June 7 (Bloomberg) -- China should invest more in the European Union as the bloc struggles with a spreading recession, financial-market instability and political uncertainty about how to battle the debt crisis, EU trade chief Karel De Gucht said.
“We need the money,” De Gucht said in a speech today in Brussels. “On the one hand, as member-state governments privatize in response to the crisis, they need investors to buy what they are selling. On the other, new capital is the basis for new growth.”
China, which became the world’s fifth-largest foreign investor in 2010, will invest between 800 billion euros ($1 trillion) and 1.6 trillion euros abroad in the decade to 2020, according to a Rhodium Group study published today. China invested more than 7 billion euros in the 27-nation EU last year, up from an annual average of 1 billion euros between 2003 and 2008.
Still, China represents only 3.5 percent of total foreign direct investment in Europe, while the U.S. accounts for 21 percent, according to De Gucht. Europe spends just 2 percent of its FDI in China, compared with almost 30 percent in the U.S., he said.
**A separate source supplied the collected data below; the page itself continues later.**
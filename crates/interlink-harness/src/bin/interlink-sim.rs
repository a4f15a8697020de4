//! Two-ledger relay simulation.
//!
//! Sends a number of packets over a simulated channel while a seeded random
//! schedule interleaves deliveries, acknowledgements and empty blocks. Every
//! step is applied to both the real ledgers and the reference model; the
//! run fails on the first divergence.
//!
//! ```bash
//! RUST_LOG=info cargo run -p interlink-harness --bin interlink-sim -- \
//!     --seed 7 --packets 50 --ordering ordered
//! ```

use std::process::ExitCode;

use arbitrary::{Arbitrary, Unstructured};
use clap::{Parser, ValueEnum};
use interlink_harness::{
    ModelWorld, Operation,
    scenario::{World, oracle},
};
use interlink_proto::Order;
use rand::{RngCore, SeedableRng};
use rand_chacha::ChaCha8Rng;
use tracing::{error, info};
use tracing_subscriber::{EnvFilter, layer::SubscriberExt, util::SubscriberInitExt};

#[derive(Debug, Clone, Copy, ValueEnum)]
enum Ordering {
    Ordered,
    Unordered,
}

impl From<Ordering> for Order {
    fn from(ordering: Ordering) -> Self {
        match ordering {
            Ordering::Ordered => Self::Ordered,
            Ordering::Unordered => Self::Unordered,
        }
    }
}

/// Interlink relay simulation
#[derive(Parser, Debug)]
#[command(name = "interlink-sim")]
#[command(version, about, long_about = None)]
struct Args {
    /// RNG seed for the relay schedule
    #[arg(long, default_value_t = 0)]
    seed: u64,

    /// Number of packets to send
    #[arg(long, default_value_t = 100)]
    packets: usize,

    /// Channel ordering
    #[arg(long, value_enum, default_value = "unordered")]
    ordering: Ordering,

    /// Upper bound on random steps between sends
    #[arg(long, default_value_t = 4)]
    max_interleave: u32,
}

fn main() -> ExitCode {
    let filter = EnvFilter::try_from_default_env().unwrap_or_else(|_| EnvFilter::new("info"));
    tracing_subscriber::registry().with(filter).with(tracing_subscriber::fmt::layer()).init();

    let args = Args::parse();
    match run(&args) {
        Ok(()) => ExitCode::SUCCESS,
        Err(err) => {
            error!(seed = args.seed, %err, "simulation failed");
            ExitCode::FAILURE
        },
    }
}

fn run(args: &Args) -> Result<(), String> {
    let ordering = Order::from(args.ordering);
    let mut rng = ChaCha8Rng::seed_from_u64(args.seed);
    let mut model = ModelWorld::new(ordering);
    let mut world = World::new(ordering)?;

    info!(seed = args.seed, packets = args.packets, %ordering, "starting simulation");

    let mut step = 0usize;
    let mut sent = 0usize;
    while sent < args.packets {
        let ttl = 1 + (rng.next_u32() % 32) as u8;
        let len = 1 + (rng.next_u32() % 64) as u8;
        apply(&mut model, &mut world, &Operation::Send { ttl, len }, &mut step)?;
        sent += 1;

        for _ in 0..interleave(&mut rng, args.max_interleave) {
            let op = random_operation(&mut rng)?;
            apply(&mut model, &mut world, &op, &mut step)?;
        }
    }

    // Deliver what can still be delivered and carry every ack back
    world.drain();
    oracle::all_of(vec![oracle::sequences_consistent(), oracle::acknowledgements_recorded()])(
        &world,
    )?;

    let state = world.observable_state();
    info!(
        steps = step,
        next_send = state.next_send,
        next_recv = state.next_recv,
        in_flight = state.in_flight.len(),
        acknowledgements = state.acknowledgements,
        "simulation finished"
    );
    Ok(())
}

fn apply(
    model: &mut ModelWorld,
    world: &mut World,
    op: &Operation,
    step: &mut usize,
) -> Result<(), String> {
    *step += 1;
    let expected = model.apply(op);
    let actual = world.apply(op);
    if expected != actual {
        return Err(format!(
            "step {step}: {op:?} diverged (model {expected:?}, ledgers {actual:?})"
        ));
    }

    let (model_state, real_state) = (model.observable_state(), world.observable_state());
    if model_state != real_state {
        return Err(format!(
            "step {step}: state diverged after {op:?}\nmodel:   {model_state:?}\nledgers: {real_state:?}"
        ));
    }
    Ok(())
}

/// Random step count in `0..=max_interleave`.
fn interleave(rng: &mut ChaCha8Rng, max_interleave: u32) -> u32 {
    rng.next_u32() % max_interleave.saturating_add(1)
}

fn random_operation(rng: &mut ChaCha8Rng) -> Result<Operation, String> {
    let mut bytes = [0u8; 16];
    rng.fill_bytes(&mut bytes);
    let mut input = Unstructured::new(&bytes);
    match Operation::arbitrary(&mut input).map_err(|e| e.to_string())? {
        // Sends are driven by the outer loop
        Operation::Send { .. } => Ok(Operation::AdvanceDestination { blocks: bytes[0] % 4 }),
        op => Ok(op),
    }
}
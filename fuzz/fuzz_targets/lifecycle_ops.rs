//! Random relay schedules against both the reference model and two real
//! ledgers. Any divergence, or any error the model does not predict, is a
//! crash.

#![no_main]

use arbitrary::{Arbitrary, Unstructured};
use interlink_harness::{ModelWorld, Operation, OperationError, OperationResult, scenario::World};
use interlink_proto::Order;
use libfuzzer_sys::fuzz_target;

fuzz_target!(|data: &[u8]| {
    let mut u = Unstructured::new(data);
    let ordering = if bool::arbitrary(&mut u).unwrap_or(false) {
        Order::Ordered
    } else {
        Order::Unordered
    };
    let Ok(ops) = Vec::<Operation>::arbitrary(&mut u) else {
        return;
    };

    let mut model = ModelWorld::new(ordering);
    let Ok(mut world) = World::new(ordering) else {
        return;
    };

    for op in ops.iter().take(256) {
        let expected = model.apply(op);
        let actual = world.apply(op);

        assert_ne!(actual, OperationResult::Error(OperationError::Unexpected), "{op:?}");
        assert_eq!(expected, actual, "{op:?}");
        assert_eq!(model.observable_state(), world.observable_state(), "after {op:?}");
    }
});
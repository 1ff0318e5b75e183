pub mod settings_model;
pub mod settings_service;
pub mod settings_traits;
pub use settings_model::*;
pub use settings_service::{SettingsService, SettingsServiceTrait};
pub use settings_traits::SettingsRepositoryTrait;
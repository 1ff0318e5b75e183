//! Projects module - domain models, services, and traits.

mod projects_model;
mod projects_service;
mod projects_traits;

pub use projects_model::{NewProject, Project, ProjectStatus};
pub use projects_service::ProjectService;
pub use projects_traits::{ProjectRepositoryTrait, ProjectServiceTrait};
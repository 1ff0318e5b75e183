use rust_decimal::Decimal;
use rust_decimal_macros::dec;

/// Default VAT rate applied once to the discounted project total, in percent.
pub const DEFAULT_VAT_RATE: Decimal = dec!(20);

/// Discount granted to professional clients when none is set explicitly.
pub const DEFAULT_PROFESSIONAL_DISCOUNT_RATE: Decimal = dec!(0.05);

/// Number of calendar months a quote stays acceptable after issue.
pub const DEFAULT_QUOTE_VALIDITY_MONTHS: u32 = 1;

/// Decimal precision for currency amounts
pub const CURRENCY_DECIMAL_PRECISION: u32 = 2;

/// Currency symbol appended to rendered amounts
pub const DEFAULT_CURRENCY_SYMBOL: &str = "€";

/// IANA time zone used to derive the business date
pub const DEFAULT_TIMEZONE: &str = "Europe/Paris";
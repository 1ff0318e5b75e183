use std::sync::Arc;

use async_trait::async_trait;
use log::{debug, info, warn};
use rust_decimal::Decimal;

use super::clients_model::{Client, ClientUpdate, NewClient};
use super::clients_traits::{ClientRepositoryTrait, ClientServiceTrait};
use crate::errors::{DatabaseError, Error, Result};
use crate::settings::PricingSettings;

/// Service for registering and maintaining clients.
pub struct ClientService {
    repository: Arc<dyn ClientRepositoryTrait>,
    default_professional_discount: Decimal,
}

impl ClientService {
    pub fn new(
        repository: Arc<dyn ClientRepositoryTrait>,
        default_professional_discount: Decimal,
    ) -> Self {
        ClientService {
            repository,
            default_professional_discount,
        }
    }

    pub fn from_settings(
        repository: Arc<dyn ClientRepositoryTrait>,
        settings: &PricingSettings,
    ) -> Self {
        Self::new(repository, settings.professional_discount_rate)
    }
}

#[async_trait]
impl ClientServiceTrait for ClientService {
    async fn create_client(&self, new_client: NewClient) -> Result<Client> {
        new_client.validate()?;

        if self.repository.find_by_name(new_client.name.trim())?.is_some() {
            return Err(Error::Database(DatabaseError::UniqueViolation(format!(
                "A client named '{}' already exists",
                new_client.name.trim()
            ))));
        }

        let client = Client::from_new(new_client, self.default_professional_discount);
        let saved = self.repository.save(client).await?;
        info!("Client created: {}", saved.name);
        Ok(saved)
    }

    fn get_all_clients(&self) -> Result<Vec<Client>> {
        self.repository.find_all()
    }

    fn get_client_by_name(&self, name: &str) -> Result<Option<Client>> {
        self.repository.find_by_name(name)
    }

    async fn update_client(&self, name: &str, update: ClientUpdate) -> Result<Client> {
        let mut client = self.repository.find_by_name(name)?.ok_or_else(|| {
            Error::Database(DatabaseError::NotFound(format!("Client '{}'", name)))
        })?;

        client.apply_update(update, self.default_professional_discount)?;
        let updated = self.repository.update(client).await?;
        info!("Client updated: {}", updated.name);
        Ok(updated)
    }

    async fn delete_client(&self, name: &str) -> Result<Option<Client>> {
        let Some(client) = self.repository.find_by_name(name)? else {
            warn!("Client not found for deletion: {}", name);
            return Ok(None);
        };

        let referencing = self.repository.count_projects(&client.id)?;
        if referencing > 0 {
            return Err(Error::Database(DatabaseError::ForeignKeyViolation(format!(
                "Client '{}' is still referenced by {} project(s)",
                name, referencing
            ))));
        }

        self.repository.delete(&client.id).await?;
        info!("Client deleted: {}", name);
        Ok(Some(client))
    }

    fn get_total_client_count(&self) -> Result<usize> {
        Ok(self.get_all_clients()?.len())
    }

    fn get_professional_clients(&self) -> Result<Vec<Client>> {
        let professionals: Vec<Client> = self
            .get_all_clients()?
            .into_iter()
            .filter(|c| c.is_professional)
            .collect();
        debug!("Found {} professional client(s)", professionals.len());
        Ok(professionals)
    }
}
“Obviously, this is below potential considering we are two of the world’s largest economies,” the EU trade commissioner said. “And that means there is work to be done: We have to jointly clear the way for our investors so we can take full advantage of the possibilities before us.”
An ambitious investment agreement between China and the EU is one answer, De Gucht said. The two governments agreed in February to pursue negotiations toward an accord that he said should consolidate existing bilateral investment protection treaties into a single framework, address the question of a level playing field and keep markets open.
“Europe is committed to openness in foreign investment because we believe in its benefits for our economy,” De Gucht said. “At the same time we need to make sure that other countries, including China, increase their openness as well.”
The Chinese government, which the Organization for Economic Cooperation and Development says has the most restrictive regime for foreign investment in the Group of 20, impedes European efforts to make new investments in China, De Gucht said.
“Obstacles range from the mandatory joint ventures that apply to cars to the outright bans on foreign ownership in large parts of the postal-services market,” he said. “In some cases, the right to invest is conditional on forced technology transfer. When all of these issues combine you get a perception that the climate for foreign investment in China is getting worse not better.”